Con la Delibera N. 890 del 20/10/2014, la Giunta Regionale della Toscana ha deliberato di investire 2,1 milioni di euro nel progetto “Pronto badante”, volto al sostegno di famiglie che si prendono cura di una persona anziana nell’ambiente familiare. “Si tratta di un ulteriore segnale della rinnovata attenzione che la Regione Toscana rivolge alla non autosufficienza ed alla disabilità – commenta il Presidente di AIMA Firenze (Associazione Italiana Malattia di Alzheimer) Manlio Matera – anche in considerazione della dotazione di 80 milioni di euro del fondo regionale per la non autosufficienza e la Delibera di Giunta N. 594 del 21/07/2014, con la quale ha avviato una sperimentazione di nuovi modelli di residenzialità protetta per anziani fragili e di assistenza residenziale per non autosufficienza e disabilità. Ma sul progetto 'Pronto Badante' – aggiunge Matera - abbiamo alcune perplessità”.

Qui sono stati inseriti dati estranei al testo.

// Copyright (c) Microsoft Corporation.
// Licensed under the MIT license.

mod task;

pub use self::task::{first_of, timeout, TaskId};

use crate::{engine::EngineHandle, fail::Fail};

use derive_more::Display;

use std::{
    cell::RefCell,
    fmt,
    future,
    mem,
    pin::Pin,
    rc::Rc,
    task::{Context, Poll, Waker},
};

//==============================================================================
// Constants & Structures
//==============================================================================

/// # Futures
///
/// A [FutureHandle] is a single-assignment result container: it starts
/// running and transitions exactly once to done (result set) or cancelled
/// (exception set). Terminal states are absorbing, so later transitions are
/// no-ops unless forced. Done and partial callbacks are dispatched through
/// the owning loop's ready queue, never from inside the `set_*` call that
/// triggered them.
///
/// The container doubles as a native future: awaiting a handle suspends the
/// task until the container reaches a terminal state.

/// Status of a [FutureHandle].
#[derive(Clone, Copy, Debug, Display, Eq, PartialEq)]
pub enum FutureStatus {
    #[display(fmt = "running")]
    Running,
    #[display(fmt = "done")]
    Done,
    #[display(fmt = "cancelled")]
    Cancelled,
}

/// Callback fired when a future reaches a terminal state.
pub type DoneCallback<T> = Box<dyn FnMut(&FutureHandle<T>)>;

/// Callback fired for each intermediate (streamed) value.
pub type PartialCallback<T> = Box<dyn FnMut(&FutureHandle<T>, &T)>;

/// Predicate aggregated into the `ready`/`closed` state of a future.
pub type Probe = Box<dyn FnMut() -> bool>;

/// Future Data
struct Inner<T> {
    status: FutureStatus,
    result: Option<T>,
    exception: Option<Fail>,
    done_callbacks: Vec<DoneCallback<T>>,
    partial_callbacks: Vec<PartialCallback<T>>,
    ready_probes: Vec<Probe>,
    closed_probes: Vec<Probe>,
    engine: Option<EngineHandle>,
    wakers: Vec<Waker>,
}

/// Future
pub struct FutureHandle<T> {
    inner: Rc<RefCell<Inner<T>>>,
}

//==============================================================================
// Associate Functions
//==============================================================================

/// Associate functions for [FutureHandle].
impl<T: 'static> FutureHandle<T> {
    /// Creates a running future, optionally bound to a loop. An unbound
    /// future dispatches its callbacks inline.
    pub fn new(engine: Option<EngineHandle>) -> Self {
        let inner = Inner {
            status: FutureStatus::Running,
            result: None,
            exception: None,
            done_callbacks: Vec::new(),
            partial_callbacks: Vec::new(),
            ready_probes: Vec::new(),
            closed_probes: Vec::new(),
            engine,
            wakers: Vec::new(),
        };
        Self {
            inner: Rc::new(RefCell::new(inner)),
        }
    }

    /// Returns the status of the target future.
    pub fn status(&self) -> FutureStatus {
        self.inner.borrow().status
    }

    /// Returns whether the target future is still running.
    pub fn running(&self) -> bool {
        self.status() == FutureStatus::Running
    }

    /// Returns whether the target future completed with a result.
    pub fn done(&self) -> bool {
        self.status() == FutureStatus::Done
    }

    /// Returns whether the target future was cancelled or failed.
    pub fn cancelled(&self) -> bool {
        self.status() == FutureStatus::Cancelled
    }

    /// Returns the exception of the target future, if any.
    pub fn exception(&self) -> Option<Fail> {
        self.inner.borrow().exception.clone()
    }

    /// Returns the loop the target future is bound to, if any.
    pub(crate) fn engine(&self) -> Option<EngineHandle> {
        self.inner.borrow().engine.clone()
    }

    /// Takes the result out of the target future.
    pub fn take_result(&self) -> Option<T> {
        self.inner.borrow_mut().result.take()
    }

    /// Completes the target future with a result. A no-op when the future is
    /// already terminal.
    pub fn set_result(&self, result: T) {
        self.complete(FutureStatus::Done, Some(result), None, false);
    }

    /// Completes the target future with a result, overriding a previous
    /// terminal state.
    pub fn set_result_force(&self, result: T) {
        self.complete(FutureStatus::Done, Some(result), None, true);
    }

    /// Fails the target future with an exception. A no-op when the future is
    /// already terminal.
    pub fn set_exception(&self, exception: Fail) {
        self.complete(FutureStatus::Cancelled, None, Some(exception), false);
    }

    /// Fails the target future with an exception, overriding a previous
    /// terminal state.
    pub fn set_exception_force(&self, exception: Fail) {
        self.complete(FutureStatus::Cancelled, None, Some(exception), true);
    }

    /// Cancels the target future.
    pub fn cancel(&self) {
        self.set_exception(Fail::Cancelled {});
    }

    /// Adds a callback fired once the target future reaches a terminal
    /// state. Callbacks run through the loop's ready queue in add order.
    pub fn add_done_callback(&self, callback: impl FnMut(&FutureHandle<T>) + 'static) {
        self.inner.borrow_mut().done_callbacks.push(Box::new(callback));
    }

    /// Adds a callback fired for every partial value.
    pub fn add_partial_callback(&self, callback: impl FnMut(&FutureHandle<T>, &T) + 'static) {
        self.inner
            .borrow_mut()
            .partial_callbacks
            .push(Box::new(callback));
    }

    /// Adds a probe aggregated into [FutureHandle::ready].
    pub fn add_ready_probe(&self, probe: impl FnMut() -> bool + 'static) {
        self.inner.borrow_mut().ready_probes.push(Box::new(probe));
    }

    /// Adds a probe aggregated into [FutureHandle::closed].
    pub fn add_closed_probe(&self, probe: impl FnMut() -> bool + 'static) {
        self.inner.borrow_mut().closed_probes.push(Box::new(probe));
    }

    /// Streams an intermediate value to the partial callbacks.
    pub fn partial(&self, value: T) {
        let engine = self.inner.borrow().engine.clone();
        let this = self.clone();
        match engine {
            Some(engine) => engine.delay(move || this.run_partial_callbacks(&value)),
            None => this.run_partial_callbacks(&value),
        }
    }

    /// Conjunction of the registered ready probes (vacuously true).
    pub fn ready(&self) -> bool {
        let mut probes = mem::take(&mut self.inner.borrow_mut().ready_probes);
        let mut ready = true;
        for probe in probes.iter_mut() {
            ready &= probe();
        }
        self.restore_probes(probes, true);
        ready
    }

    /// Disjunction of the registered closed probes (vacuously false).
    pub fn closed(&self) -> bool {
        let mut probes = mem::take(&mut self.inner.borrow_mut().closed_probes);
        let mut closed = false;
        for probe in probes.iter_mut() {
            closed |= probe();
        }
        self.restore_probes(probes, false);
        closed
    }

    /// Adopts the terminal state, callbacks and loop binding of another
    /// future, leaving the other one drained.
    pub fn wrap_from(&self, other: &FutureHandle<T>) {
        let mut inner = self.inner.borrow_mut();
        let mut other_inner = other.inner.borrow_mut();
        inner.status = other_inner.status;
        inner.result = other_inner.result.take();
        inner.exception = other_inner.exception.take();
        inner.done_callbacks = mem::take(&mut other_inner.done_callbacks);
        inner.partial_callbacks = mem::take(&mut other_inner.partial_callbacks);
        inner.ready_probes = mem::take(&mut other_inner.ready_probes);
        inner.closed_probes = mem::take(&mut other_inner.closed_probes);
        inner.engine = other_inner.engine.clone();
    }

    /// Terminal transition. Past the first transition this is a no-op unless
    /// forced; the actual callback dispatch is deferred to the loop.
    fn complete(
        &self,
        status: FutureStatus,
        result: Option<T>,
        exception: Option<Fail>,
        force: bool,
    ) {
        {
            let mut inner = self.inner.borrow_mut();
            if !force && inner.status != FutureStatus::Running {
                return;
            }
            inner.status = status;
            inner.result = result;
            inner.exception = exception;
        }
        self.dispatch_done();
    }

    /// Schedules the done callbacks through the owning loop, so that they
    /// never run inside the `set_*` call, and wakes any awaiting task.
    fn dispatch_done(&self) {
        let engine = self.inner.borrow().engine.clone();
        match engine {
            Some(engine) => {
                let this = self.clone();
                engine.delay(move || this.run_done_callbacks());
            }
            None => self.run_done_callbacks(),
        }
        let wakers: Vec<Waker> = self.inner.borrow_mut().wakers.drain(..).collect();
        for waker in wakers {
            waker.wake();
        }
    }

    /// Runs and drains the done callbacks, then drops the remaining
    /// callback lists.
    fn run_done_callbacks(&self) {
        let callbacks: Vec<DoneCallback<T>> =
            mem::take(&mut self.inner.borrow_mut().done_callbacks);
        for mut callback in callbacks {
            callback(self);
        }
        let mut inner = self.inner.borrow_mut();
        inner.partial_callbacks.clear();
        inner.ready_probes.clear();
        inner.closed_probes.clear();
    }

    /// Runs the partial callbacks against a streamed value.
    fn run_partial_callbacks(&self, value: &T) {
        let mut callbacks = mem::take(&mut self.inner.borrow_mut().partial_callbacks);
        for callback in callbacks.iter_mut() {
            callback(self, value);
        }
        let mut inner = self.inner.borrow_mut();
        let added = mem::replace(&mut inner.partial_callbacks, callbacks);
        inner.partial_callbacks.extend(added);
    }

    /// Puts a probe list back, preserving probes added during the run.
    fn restore_probes(&self, probes: Vec<Probe>, ready: bool) {
        let mut inner = self.inner.borrow_mut();
        let list = if ready {
            &mut inner.ready_probes
        } else {
            &mut inner.closed_probes
        };
        let added = mem::replace(list, probes);
        list.extend(added);
    }
}

/// Associate functions for [FutureHandle] over defaultable results.
impl<T: Default + 'static> FutureHandle<T> {
    /// Completes the target future with the default result.
    pub fn approve(&self) {
        self.set_result(T::default());
    }
}

/// Associate functions for [FutureHandle] over cloneable results.
impl<T: Clone + 'static> FutureHandle<T> {
    /// Returns a copy of the result of the target future, if set.
    pub fn result(&self) -> Option<T> {
        self.inner.borrow().result.clone()
    }
}

//==============================================================================
// Trait Implementations
//==============================================================================

/// Clone trait implementation for [FutureHandle].
impl<T> Clone for FutureHandle<T> {
    fn clone(&self) -> Self {
        Self {
            inner: self.inner.clone(),
        }
    }
}

/// Debug trait implementation for [FutureHandle].
impl<T> fmt::Debug for FutureHandle<T> {
    fn fmt(&self, f: &mut fmt::Formatter) -> fmt::Result {
        write!(f, "FutureHandle({})", self.inner.borrow().status)
    }
}

/// Future trait implementation for [FutureHandle], bridging the container
/// into native `await` positions.
impl<T: 'static> future::Future for FutureHandle<T> {
    type Output = Result<T, Fail>;

    /// Polls the target container.
    fn poll(self: Pin<&mut Self>, ctx: &mut Context) -> Poll<Self::Output> {
        let mut inner = self.inner.borrow_mut();
        match inner.status {
            FutureStatus::Running => {
                let waker = ctx.waker();
                if !inner.wakers.iter().any(|w| w.will_wake(waker)) {
                    inner.wakers.push(waker.clone());
                }
                Poll::Pending
            }
            FutureStatus::Done => match inner.result.take() {
                Some(result) => Poll::Ready(Ok(result)),
                None => panic!("future polled after completion"),
            },
            FutureStatus::Cancelled => Poll::Ready(Err(inner
                .exception
                .clone()
                .unwrap_or(Fail::Cancelled {}))),
        }
    }
}

//==============================================================================
// Unit Tests
//==============================================================================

Il Progetto prevede, nella realizzazione, il coinvolgimento di Enti del Terzo Settore, Associazioni, Cooperative, Fondazioni e altri soggetti senza scopo di lucro, limitando gli interventi, in una fase sperimentale della durata di 12 mesi, alle 4 Zone Distretto della ASL 10 di Firenze e alla Zona Distretto Empolese Val d’Elsa della ASL 11 di Empoli.
Tale progetto prevede la presa in carico il caso di “un’emergenza appena verificatasi' per il quale 'l’anziano, in stato di fragilità, non deve avere un progetto già in atto con i servizi territoriali, né deve esserci un contratto stipulato con un assistente familiare”. Attraverso un numero verde regionale, si attiva, entro un massimo di 48 ore, un intervento di supporto e tutoraggio con l’invio a domicilio di un operatore qualificato. L’operatore, oltre a svolgere un ruolo di informazione e orientamento della famiglia, può avviare, se richiesta, la ricerca di una badante. In questo caso, la famiglia può beneficiare di un buono lavoro di 300,00 euro, a copertura di 30 ore di lavoro dell’assistente familiare per le prime necessità. Il progetto destina ai buoni lavoro la somma di 1,4 milioni di euro, cioè due terzi del finanziamento complessivo del progetto.
“Avremmo preferito che il progetto fosse rivolto a 'tutte' le famiglie che si prendono cura di un anziano non autosufficiente nell’ambiente familiare – sottolinea Matera - anche se usufruiscono già di servizi domiciliari o di centri diurni, e che i buoni lavoro fossero limitati a casi di oggettiva necessità, come ad esempio quelli di anziani soli, distribuendo in maniera più equilibrata le risorse tra le diverse azioni”. “Come è noto la mission di AIMA - afferma Matera – è quella di sostenere con determinazione l’esigenza di rispondere al bisogno di sostegno delle famiglie portando loro, oltre a servizi di assistenza, le competenze necessarie allo svolgimento del lavoro di cura, con l’intervento di operatori specializzati. Tuttavia – continua - con gli obiettivi e la metodologia definiti da questo progetto regionale, dubitiamo dell’efficacia dell’intervento, sia perché si escludono i casi di maggiore bisogno e sia perché, con l’esperienza dell’AIMA, sappiamo che le persone anziane, nelle prime fasi di perdita delle funzioni, negano il bisogno di assistenza, mentre le famiglie si rifiutano di delegare l’assistenza ad una “persona estranea”. “Restiamo in ogni caso a disposizione – conclude Matera – per mettere in campo le professionalità e le competenze di AIMA per ritagliare nel miglior modo possibile l'intervento sullereali necessità delle famiglie e dei malati”.